A 19-year-old Afghan woman, who asked not to be identified for the safety of her family back in Afghanistan, said in early October that three of her teeth hurt so badly she couldn’t sleep. She could only consume liquids.

“It hurts me a lot,” she said. “When I eat, I feel a lot of pain.”

Throughout September, she and a friend went three times to “the mayor” to ask about her tooth, three times to the commander and five times to the medical clinic. They all told her there was nothing that could be done about her teeth except for giving her medicine.

Finally, the week of Oct. 13, she was able to go see a local dentist off base, but that was only possible because of friends off base who found a local dentist to perform the three root canals for free, said a 25-year-old Afghan woman who was helping the 19-year-old.

Those ‘after us’

The 25-year-old, who also asked not to be identified to avoid putting her family in Afghanistan in danger, said she worries for those with cavities who do not have friends on the outside. She said Fort McCoy personnel aren’t getting people to the dentist fast enough.
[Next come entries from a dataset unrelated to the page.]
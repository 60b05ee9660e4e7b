//! TMDB movie-detail payloads
//!
//! Mirrors the `/movie/{id}?append_to_response=credits` response closely
//! enough to extract a [`MovieRecord`]. Unknown fields are ignored.

use chrono::{DateTime, NaiveDate, Utc};
use cinemetrics_common::models::{
    CastCredit, CastMember, Genre, Movie, MovieRecord, ProductionCompany,
};
use serde::Deserialize;
use thiserror::Error;

/// Extraction errors
#[derive(Debug, Error)]
pub enum ExtractError {
    /// Document is not valid JSON or does not match the payload shape
    #[error("Malformed movie payload: {0}")]
    Malformed(#[from] serde_json::Error),

    /// A field the catalog requires is absent
    #[error("Movie {movie_id}: missing required field '{field}'")]
    MissingField { movie_id: i64, field: &'static str },
}

#[derive(Debug, Clone, Deserialize)]
pub struct TmdbMovie {
    pub id: i64,
    #[serde(default)]
    pub title: Option<String>,
    #[serde(default)]
    pub original_title: Option<String>,
    #[serde(default)]
    pub overview: Option<String>,
    #[serde(default)]
    pub release_date: Option<String>,
    #[serde(default)]
    pub budget: Option<f64>,
    #[serde(default)]
    pub revenue: Option<f64>,
    #[serde(default)]
    pub runtime: Option<u32>,
    #[serde(default)]
    pub popularity: Option<f64>,
    #[serde(default)]
    pub vote_average: Option<f64>,
    #[serde(default)]
    pub vote_count: Option<u32>,
    #[serde(default)]
    pub poster_path: Option<String>,
    #[serde(default)]
    pub backdrop_path: Option<String>,
    #[serde(default)]
    pub status: Option<String>,
    #[serde(default)]
    pub original_language: Option<String>,
    #[serde(default)]
    pub tagline: Option<String>,
    #[serde(default)]
    pub imdb_id: Option<String>,
    #[serde(default)]
    pub genres: Vec<TmdbGenre>,
    #[serde(default)]
    pub production_companies: Vec<TmdbCompany>,
    #[serde(default)]
    pub credits: Option<TmdbCredits>,
}

#[derive(Debug, Clone, Deserialize)]
pub struct TmdbGenre {
    pub id: i64,
    pub name: String,
}

#[derive(Debug, Clone, Deserialize)]
pub struct TmdbCompany {
    pub id: i64,
    pub name: String,
    #[serde(default)]
    pub origin_country: Option<String>,
}

#[derive(Debug, Clone, Default, Deserialize)]
pub struct TmdbCredits {
    #[serde(default)]
    pub cast: Vec<TmdbCastMember>,
}

#[derive(Debug, Clone, Deserialize)]
pub struct TmdbCastMember {
    pub id: i64,
    pub name: String,
    #[serde(default)]
    pub gender: Option<u8>,
    #[serde(default)]
    pub profile_path: Option<String>,
    #[serde(default)]
    pub character: Option<String>,
}

/// Parse a raw document
pub fn parse_payload(bytes: &[u8]) -> Result<TmdbMovie, ExtractError> {
    Ok(serde_json::from_slice(bytes)?)
}

/// Turn a payload into a catalog record
///
/// Keeps the first `cast_limit` cast members in billing order. Empty or
/// unparseable release dates become `None`; absent money fields become 0.
pub fn extract_record(
    payload: TmdbMovie,
    cast_limit: usize,
    now: DateTime<Utc>,
) -> Result<MovieRecord, ExtractError> {
    let movie_id = payload.id;
    let title = non_empty(payload.title).ok_or(ExtractError::MissingField {
        movie_id,
        field: "title",
    })?;

    let release_date = non_empty(payload.release_date).and_then(|raw| {
        match NaiveDate::parse_from_str(&raw, "%Y-%m-%d") {
            Ok(date) => Some(date),
            Err(e) => {
                tracing::warn!(movie_id, release_date = %raw, "Unparseable release date: {}", e);
                None
            }
        }
    });

    let movie = Movie {
        movie_id,
        title,
        original_title: non_empty(payload.original_title),
        overview: non_empty(payload.overview),
        release_date,
        budget: payload.budget.unwrap_or(0.0),
        revenue: payload.revenue.unwrap_or(0.0),
        runtime: payload.runtime,
        popularity: payload.popularity,
        vote_average: payload.vote_average,
        vote_count: payload.vote_count,
        poster_path: non_empty(payload.poster_path),
        backdrop_path: non_empty(payload.backdrop_path),
        status: non_empty(payload.status),
        original_language: non_empty(payload.original_language),
        tagline: non_empty(payload.tagline),
        imdb_id: non_empty(payload.imdb_id),
        created_at: now,
    };

    let genres = payload
        .genres
        .into_iter()
        .map(|g| Genre {
            genre_id: g.id,
            name: g.name,
        })
        .collect();

    let production_companies = payload
        .production_companies
        .into_iter()
        .map(|c| ProductionCompany {
            company_id: c.id,
            name: c.name,
            origin_country: non_empty(c.origin_country),
        })
        .collect();

    let cast = payload
        .credits
        .unwrap_or_default()
        .cast
        .into_iter()
        .take(cast_limit)
        .enumerate()
        .map(|(position, member)| {
            let credit = CastCredit {
                cast_id: member.id,
                character: non_empty(member.character),
                order_position: position as u32,
            };
            let member = CastMember {
                cast_id: member.id,
                name: member.name,
                gender: member.gender,
                profile_path: non_empty(member.profile_path),
            };
            (member, credit)
        })
        .collect();

    Ok(MovieRecord {
        movie,
        genres,
        production_companies,
        cast,
    })
}

fn non_empty(value: Option<String>) -> Option<String> {
    value.filter(|s| !s.trim().is_empty())
}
Afghans are now being resettled throughout the U.S. “on a daily basis,” the Department of Homeland Security said, so those waiting to get their teeth fixed might not need to wait long. The could get treated by a dentist on the outside once they get resettled.

But another group of Afghans arrived at Fort McCoy Oct. 11, the Department of Homeland Security said, declining to specify how many. The 25-year-old said those who come next need access to a dentist, and shouldn’t have to ask five or six times to be seen.

“I hope there will be a dentist,” she said. “I hope they do something.”